For example, when Steve Vai has a brand-new guitar. The woods are different. He’s changed the hand grip to the new shape. And so, we get the guitar and we submit some samples. We start out with that. In that case, we started out, I believe with the original evolution pickups, and then Steve says: “I want more output, I want less output. Can you do this?” And we make a list and we just continue sending samples. And even to the point of, like, if I’m organizing a photo shoot, I like working with a stylist. So maybe two weeks before the photo shoot, if we’re in Los Angeles, I will be on the phone with the stylist and we arrange, we get together, we try the clothes on and then you say: “Yes-No”, “Yes-No”, “Yes-No”. This way, on the day of the photo shoot, we’re not trying on clothes – we’re taking pictures.

So, part of my job is to eliminate all the junk, so that the artist can pay attention to what is critical and what really matters. In the case of the Hydra cover, I saw the guitar maybe three months before the photo shoot and they were still working on various aspects of the guitar. But I saw the first set of photos of the guitar, which meant I have to make sure that this guitar pops. There are so many parts of this, so I’m thinking what kind of a light do I use? You know, Steve Vai doesn’t need to be bothered with this… “Oh, Steve, what lights do you want me to use?” …No, he shouldn’t have to deal with any of this nonsense. My job is to anticipate and make sure everything is what it needs to be when we do the photos. Steve is fabulous, but in one day we did these shots [showing photos], all in one day. Then we had the Hydra. So, each time my job is just like in the situation of the sound. Here’s Eddie Van Halen at the studio. In each situation, my job is to eliminate the nonsense so that the talent can do their job and perform, so to me… I’m road crew, haha.

Thanks for showing all these Larry, it’s like a trip through the history of guitar music, and your role in this is significant. Allow me to ask about your personal opinion, you know, just as a human being, your feelings about this “butterfly effect” you’ve made with the Super Distortion.

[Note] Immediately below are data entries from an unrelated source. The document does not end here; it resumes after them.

//! Translates the loaded configuration into per-component settings.

use anyhow::{Context, Result};
use gallery_config::GalleryConfig;
use gallery_drivers::browser::session::SessionOptions;
use gallery_web::dom::ImageMatcher;
use gallery_web::extract::ExtractSettings;
use gallery_web::hosting::{CloudinarySettings, DeliveryTransform};
use std::path::PathBuf;
use std::time::Duration;

#[derive(Debug, Clone)]
pub struct AppSettings {
    pub extract: ExtractSettings,
    pub hosting: CloudinarySettings,
    pub session: SessionOptions,
    pub page: PageSettings,
}

/// What the HTML renderer needs beyond the items themselves.
#[derive(Debug, Clone)]
pub struct PageSettings {
    pub out_dir: PathBuf,
    pub title: String,
    pub cta_label: String,
    pub delivery: DeliveryTransform,
}

impl AppSettings {
    /// Expects a config that already passed [`GalleryConfig::validate`].
    pub fn from_config(cfg: &GalleryConfig) -> Result<Self> {
        let images = ImageMatcher::new(&cfg.scrape.uploads_pattern)
            .context("scrape.uploads_pattern is not a valid regex")?;

        let extract = ExtractSettings {
            user_agent: cfg.scrape.user_agent.clone(),
            static_timeout: Duration::from_secs(cfg.scrape.static_timeout_secs),
            settle_delay: Duration::from_millis(cfg.browser.settle_delay_ms),
            description_limit: cfg.scrape.description_limit,
            default_description: cfg.scrape.default_description.clone(),
            images,
        };

        let hosting = CloudinarySettings {
            cloud_name: cfg.hosting.cloud_name.clone(),
            api_key: cfg.hosting.api_key.clone(),
            api_secret: cfg.hosting.api_secret.clone(),
            folder: cfg.hosting.folder.clone(),
            api_base: cfg.hosting.api_base.clone(),
            delivery_base: cfg.hosting.delivery_base.clone(),
            placeholder_public_id: cfg.hosting.placeholder_public_id.clone(),
            width: cfg.hosting.width,
            height: cfg.hosting.height,
            upload_timeout: Duration::from_secs(cfg.hosting.upload_timeout_secs),
            user_agent: cfg.scrape.user_agent.clone(),
        };

        let session = SessionOptions {
            webdriver_url: cfg.browser.webdriver_url.clone(),
            headless: cfg.browser.headless,
            user_agent: cfg.scrape.user_agent.clone(),
            page_load_timeout: Duration::from_secs(cfg.browser.page_load_timeout_secs),
            ..SessionOptions::default()
        };

        let page = PageSettings {
            out_dir: cfg.output.dir.clone(),
            title: cfg.output.page_title.clone(),
            cta_label: cfg.output.cta_label.clone(),
            delivery: DeliveryTransform::new(
                &cfg.hosting.delivery_base,
                &cfg.hosting.cloud_name,
                &hosting.transformation(),
            ),
        };

        Ok(Self {
            extract,
            hosting,
            session,
            page,
        })
    }
}

#[cfg(test)]
mod tests {
    use super::*;

    #[test]
    fn durations_and_user_agent_flow_into_every_component() {
        let mut cfg = GalleryConfig::default();
        cfg.hosting.cloud_name = "demo".into();
        cfg.scrape.user_agent = "ua/1".into();
        cfg.browser.settle_delay_ms = 750;
        cfg.browser.headless = false;

        let s = AppSettings::from_config(&cfg).unwrap();
        assert_eq!(s.extract.settle_delay, Duration::from_millis(750));
        assert_eq!(s.extract.static_timeout, Duration::from_secs(30));
        assert_eq!(s.hosting.user_agent, "ua/1");
        assert_eq!(s.session.user_agent, "ua/1");
        assert!(!s.session.headless);
        assert_eq!(s.session.page_load_timeout, Duration::from_secs(60));
        assert_eq!(
            s.page.delivery.apply("https://res.cloudinary.com/demo/image/upload/v1/a.jpg"),
            "https://res.cloudinary.com/demo/image/upload/c_fill,h_800,w_1200/f_auto,q_auto/v1/a.jpg"
        );
    }

    #[test]
    fn bad_uploads_pattern_is_rejected() {
        let mut cfg = GalleryConfig::default();
        cfg.scrape.uploads_pattern = "(".into();
        assert!(AppSettings::from_config(&cfg).is_err());
    }
}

Well, my feeling is that it’s a contribution. I work seven days a week still, I would like to work six days a week – that’s my plan for next year. And I like what I do, I like dealing with musicians, I like working, we are actually starting something new that I’ll tell you about that you may enjoy: with the demise of the record companies and promotion, the artists are responsible for promoting themselves. And one of the new things on the DiMarzio website is now videos and stories, of the artists, obviously photographs of the product, but what we’re going to do is we’re creating an independent publicity agency for DiMarzio artists. So, for example, If I do an interview with Jake Bowen for DiMarzio and I have photographs, I keep exclusivity on 20. I then give the artist everything else to use. We are then going to offer them a list of 50 worldwide magazines. They say: “I want to be interviewed by the following magazines”, we make the connection between the artist and the magazine, and we give you the photos for free. And it’s beneficial to both of us. I don’t want 150 photographs on a computer hard drive. They do me no good. They do the artists no good. It’s better to put them out in the world because my feeling is that part of my job is representing you, and this is part of the ongoing idea of the relationship that DiMarzio has with artists.

I had a nice relationship with Van Halen, the relationship broke down because of MusicMan. And Van Halen’s relationship broke down. There’s a story that I wrote, when I shot this photo of Van Halen, about what it was like. I go there, I have a whole plan. Eddie’s late, no one even told Van Halen that I was coming to do photos. Ed Leffler says shoot the show. And I said to Ed Leffler: “I have this idea; I want to take a photo of Eddie jumping in front of all the amplifiers.”  So technically I have to figure that out. The Van Halen band is going to punch me in the face if I use strobe, because there’s going to be strobe going off all the time at the front of the stage – they don’t want that. I had an experimental film, made by Kodak – Kodak 3200 – and I custom processed the film because then I could shoot the show handheld. No flash.

This was also some part of innovation, right? You didn’t have any blueprint for this kind of photo shooting.

Sometimes I feel that, if you have a level of technical expertise, then the technical aspect is always in the background: “How do I make this happen?” Same thing here: She likes blue, you look at the blue in Gretchen Menn’s eyes. You look at the background color, you look at the dress – she never wears dresses. My friend Tony, the stylist, got her to wear a dress and she looks fabulous.

This reminds me of one of my talks with Devin Townsend from a couple of years ago, when asked about his creative process, he said that he allows himself to make “happy accidents” while working on his projects. It’s not always good, but he brings further ideas from it.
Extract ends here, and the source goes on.